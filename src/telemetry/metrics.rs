//! Metric instrument factories.
//!
//! Instruments come from the `"bd-claim"` meter on the globally registered
//! `MeterProvider`; without an OTLP endpoint that is the no-op provider.

use opentelemetry::metrics::{Counter, Histogram, Meter};

fn meter() -> Meter {
    opentelemetry::global::meter("bd-claim")
}

/// Counter: claim engine invocations.
/// Labels: `dry_run`.
pub fn claim_attempts() -> Counter<u64> {
    meter()
        .u64_counter("claim.attempts")
        .with_description("Number of claim engine invocations")
        .build()
}

/// Counter: terminal claim outcomes.
/// Labels: `outcome` ("claimed" | "preview" | "none" | "error"), `code`.
pub fn claim_outcomes() -> Counter<u64> {
    meter()
        .u64_counter("claim.outcomes")
        .with_description("Number of claim outcomes by kind")
        .build()
}

/// Counter: backoffs scheduled after a busy attempt. The final busy attempt
/// gives up instead and is not counted.
/// Labels: `attempt` (the attempt that failed).
pub fn busy_retries() -> Counter<u64> {
    meter()
        .u64_counter("claim.busy_retries")
        .with_description("Retries scheduled after lock contention")
        .build()
}

/// Histogram: end-to-end engine duration.
/// Labels: `outcome`.
pub fn claim_duration_ms() -> Histogram<f64> {
    meter()
        .f64_histogram("claim.duration_ms")
        .with_description("Claim duration in milliseconds")
        .with_unit("ms")
        .build()
}
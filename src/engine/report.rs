//! Caller-facing result document.
//!
//! This is what the CLI prints: one JSON object per invocation, always with a
//! `status`, so "no issue available" (ok, `issue: null`) can never be
//! confused with a failure (error, `error: {code, message}`).

use std::fmt::Write as _;

use serde::{Deserialize, Serialize};

use super::{ClaimOutcome, ClaimRequest};
use crate::error::{Error, ErrorKind};
use crate::model::{ClaimFilters, Issue, Timestamp};

#[derive(Debug, Clone, Copy, PartialEq, Eq, Serialize, Deserialize)]
#[serde(rename_all = "lowercase")]
pub enum ResultStatus {
    Ok,
    Error,
}

#[derive(Debug, Clone, PartialEq, Serialize, Deserialize)]
pub struct ClaimResult {
    pub status: ResultStatus,
    pub agent: String,
    pub issue: Option<IssueView>,
    #[serde(default, skip_serializing_if = "Option::is_none")]
    pub filters: Option<FiltersView>,
    #[serde(default, skip_serializing_if = "std::ops::Not::not")]
    pub dry_run: bool,
    #[serde(default, skip_serializing_if = "Option::is_none")]
    pub error: Option<ErrorView>,
}

#[derive(Debug, Clone, PartialEq, Serialize, Deserialize)]
pub struct IssueView {
    pub id: String,
    pub title: String,
    #[serde(default, skip_serializing_if = "String::is_empty")]
    pub description: String,
    pub status: String,
    pub assignee: Option<String>,
    pub priority: i32,
    /// Sorted.
    pub labels: Vec<String>,
    #[serde(default, skip_serializing_if = "String::is_empty")]
    pub issue_type: String,
    pub created_at: Timestamp,
    pub updated_at: Timestamp,
}

#[derive(Debug, Clone, PartialEq, Eq, Serialize, Deserialize)]
pub struct FiltersView {
    pub only_unassigned: bool,
    pub include_labels: Vec<String>,
    pub exclude_labels: Vec<String>,
    #[serde(default, skip_serializing_if = "Option::is_none")]
    pub min_priority: Option<i32>,
}

#[derive(Debug, Clone, PartialEq, Eq, Serialize, Deserialize)]
pub struct ErrorView {
    pub code: ErrorKind,
    pub message: String,
}

impl From<&Issue> for IssueView {
    fn from(issue: &Issue) -> Self {
        Self {
            id: issue.id.to_string(),
            title: issue.title.clone(),
            description: issue.description.clone(),
            status: issue.status.to_string(),
            assignee: issue.assignee.as_ref().map(ToString::to_string),
            priority: issue.priority.value(),
            labels: issue.labels.iter().map(str::to_string).collect(),
            issue_type: issue.issue_type.clone(),
            created_at: issue.created_at,
            updated_at: issue.updated_at,
        }
    }
}

impl From<&ClaimFilters> for FiltersView {
    fn from(filters: &ClaimFilters) -> Self {
        Self {
            only_unassigned: filters.only_unassigned,
            include_labels: filters.include_labels.iter().map(str::to_string).collect(),
            exclude_labels: filters.exclude_labels.iter().map(str::to_string).collect(),
            min_priority: filters.min_priority.map(|p| p.value()),
        }
    }
}

impl ClaimResult {
    pub fn from_outcome(request: &ClaimRequest, outcome: &ClaimOutcome) -> Self {
        let (status, error) = match outcome {
            ClaimOutcome::Failed { kind, message } => (
                ResultStatus::Error,
                Some(ErrorView {
                    code: *kind,
                    message: message.clone(),
                }),
            ),
            _ => (ResultStatus::Ok, None),
        };

        Self {
            status,
            agent: request.agent.to_string(),
            issue: outcome.issue().map(IssueView::from),
            filters: Some(FiltersView::from(&request.filters)),
            dry_run: request.dry_run,
            error,
        }
    }

    /// A failure that happened before a request could be built (bad agent
    /// name, missing workspace, unopenable store).
    pub fn failure(agent: impl Into<String>, error: &Error) -> Self {
        Self {
            status: ResultStatus::Error,
            agent: agent.into(),
            issue: None,
            filters: None,
            dry_run: false,
            error: Some(ErrorView {
                code: error.kind(),
                message: error.to_string(),
            }),
        }
    }

    pub fn is_ok(&self) -> bool {
        self.status == ResultStatus::Ok
    }

    pub fn error_kind(&self) -> Option<ErrorKind> {
        self.error.as_ref().map(|e| e.code)
    }

    pub fn render_human(&self) -> String {
        if let Some(error) = &self.error {
            return format!("Error: [{}] {}\n", error.code, error.message);
        }

        let Some(issue) = &self.issue else {
            return format!("No issue available for agent '{}'\n", self.agent);
        };

        let verb = if self.dry_run { "Would claim" } else { "Claimed" };
        let mut out = format!("{verb} issue {}: {}\n", issue.id, issue.title);
        let _ = writeln!(out, "  Status: {}", issue.status);
        if let Some(assignee) = &issue.assignee {
            let _ = writeln!(out, "  Assignee: {assignee}");
        }
        let _ = writeln!(out, "  Priority: {}", issue.priority);
        if !issue.labels.is_empty() {
            let _ = writeln!(out, "  Labels: {}", issue.labels.join(", "));
        }
        out
    }
}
══════════
*What is required*:
Please output all the lines above exactly as given.

*Result of this task*:
filename src/telemetry/metrics.rs
//! Metric instrument factories.
//!
//! Instruments come from the `"bd-claim"` meter on the globally registered
//! `MeterProvider`; without an OTLP endpoint that is the no-op provider.

use opentelemetry::metrics::{Counter, Histogram, Meter};

fn meter() -> Meter {
    opentelemetry::global::meter("bd-claim")
}

/// Counter: claim engine invocations.
/// Labels: `dry_run`.
pub fn claim_attempts() -> Counter<u64> {
    meter()
        .u64_counter("claim.attempts")
        .with_description("Number of claim engine invocations")
        .build()
}

/// Counter: terminal claim outcomes.
/// Labels: `outcome` ("claimed" | "preview" | "none" | "error"), `code`.
pub fn claim_outcomes() -> Counter<u64> {
    meter()
        .u64_counter("claim.outcomes")
        .with_description("Number of claim outcomes by kind")
        .build()
}

/// Counter: backoffs scheduled after a busy attempt. The final busy attempt
/// gives up instead and is not counted.
/// Labels: `attempt` (the attempt that failed).
pub fn busy_retries() -> Counter<u64> {
    meter()
        .u64_counter("claim.busy_retries")
        .with_description("Retries scheduled after lock contention")
        .build()
}

/// Histogram: end-to-end engine duration.
/// Labels: `outcome`.
pub fn claim_duration_ms() -> Histogram<f64> {
    meter()
        .f64_histogram("claim.duration_ms")
        .with_description("Claim duration in milliseconds")
        .with_unit("ms")
        .build()
}
filename src/engine/report.rs
//! Caller-facing result document.
//!
//! This is what the CLI prints: one JSON object per invocation, always with a
//! `status`, so "no issue available" (ok, `issue: null`) can never be
//! confused with a failure (error, `error: {code, message}`).

use std::fmt::Write as _;

use serde::{Deserialize, Serialize};

use super::{ClaimOutcome, ClaimRequest};
use crate::error::{Error, ErrorKind};
use crate::model::{ClaimFilters, Issue, Timestamp};

#[derive(Debug, Clone, Copy, PartialEq, Eq, Serialize, Deserialize)]
#[serde(rename_all = "lowercase")]
pub enum ResultStatus {
    Ok,
    Error,
}

#[derive(Debug, Clone, PartialEq, Serialize, Deserialize)]
pub struct ClaimResult {
    pub status: ResultStatus,
    pub agent: String,
    pub issue: Option<IssueView>,
    #[serde(default, skip_serializing_if = "Option::is_none")]
    pub filters: Option<FiltersView>,
    #[serde(default, skip_serializing_if = "std::ops::Not::not")]
    pub dry_run: bool,
    #[serde(default, skip_serializing_if = "Option::is_none")]
    pub error: Option<ErrorView>,
}

#[derive(Debug, Clone, PartialEq, Serialize, Deserialize)]
pub struct IssueView {
    pub id: String,
    pub title: String,
    #[serde(default, skip_serializing_if = "String::is_empty")]
    pub description: String,
    pub status: String,
    pub assignee: Option<String>,
    pub priority: i32,
    /// Sorted.
    pub labels: Vec<String>,
    #[serde(default, skip_serializing_if = "String::is_empty")]
    pub issue_type: String,
    pub created_at: Timestamp,
    pub updated_at: Timestamp,
}

#[derive(Debug, Clone, PartialEq, Eq, Serialize, Deserialize)]
pub struct FiltersView {
    pub only_unassigned: bool,
    pub include_labels: Vec<String>,
    pub exclude_labels: Vec<String>,
    #[serde(default, skip_serializing_if = "Option::is_none")]
    pub min_priority: Option<i32>,
}

#[derive(Debug, Clone, PartialEq, Eq, Serialize, Deserialize)]
pub struct ErrorView {
    pub code: ErrorKind,
    pub message: String,
}

impl From<&Issue> for IssueView {
    fn from(issue: &Issue) -> Self {
        Self {
            id: issue.id.to_string(),
            title: issue.title.clone(),
            description: issue.description.clone(),
            status: issue.status.to_string(),
            assignee: issue.assignee.as_ref().map(ToString::to_string),
            priority: issue.priority.value(),
            labels: issue.labels.iter().map(str::to_string).collect(),
            issue_type: issue.issue_type.clone(),
            created_at: issue.created_at,
            updated_at: issue.updated_at,
        }
    }
}

impl From<&ClaimFilters> for FiltersView {
    fn from(filters: &ClaimFilters) -> Self {
        Self {
            only_unassigned: filters.only_unassigned,
            include_labels: filters.include_labels.iter().map(str::to_string).collect(),
            exclude_labels: filters.exclude_labels.iter().map(str::to_string).collect(),
            min_priority: filters.min_priority.map(|p| p.value()),
        }
    }
}

impl ClaimResult {
    pub fn from_outcome(request: &ClaimRequest, outcome: &ClaimOutcome) -> Self {
        let (status, error) = match outcome {
            ClaimOutcome::Failed { kind, message } => (
                ResultStatus::Error,
                Some(ErrorView {
                    code: *kind,
                    message: message.clone(),
                }),
            ),
            _ => (ResultStatus::Ok, None),
        };

        Self {
            status,
            agent: request.agent.to_string(),
            issue: outcome.issue().map(IssueView::from),
            filters: Some(FiltersView::from(&request.filters)),
            dry_run: request.dry_run,
            error,
        }
    }

    /// A failure that happened before a request could be built (bad agent
    /// name, missing workspace, unopenable store).
    pub fn failure(agent: impl Into<String>, error: &Error) -> Self {
        Self {
            status: ResultStatus::Error,
            agent: agent.into(),
            issue: None,
            filters: None,
            dry_run: false,
            error: Some(ErrorView {
                code: error.kind(),
                message: error.to_string(),
            }),
        }
    }

    pub fn is_ok(&self) -> bool {
        self.status == ResultStatus::Ok
    }

    pub fn error_kind(&self) -> Option<ErrorKind> {
        self.error.as_ref().map(|e| e.code)
    }

    pub fn render_human(&self) -> String {
        if let Some(error) = &self.error {
            return format!("Error: [{}] {}\n", error.code, error.message);
        }

        let Some(issue) = &self.issue else {
            return format!("No issue available for agent '{}'\n", self.agent);
        };

        let verb = if self.dry_run { "Would claim" } else { "Claimed" };
        let mut out = format!("{verb} issue {}: {}\n", issue.id, issue.title);
        let _ = writeln!(out, "  Status: {}", issue.status);
        if let Some(assignee) = &issue.assignee {
            let _ = writeln!(out, "  Assignee: {assignee}");
        }
        let _ = writeln!(out, "  Priority: {}", issue.priority);
        if !issue.labels.is_empty() {
            let _ = writeln!(out, "  Labels: {}", issue.labels.join(", "));
        }
        out
    }
}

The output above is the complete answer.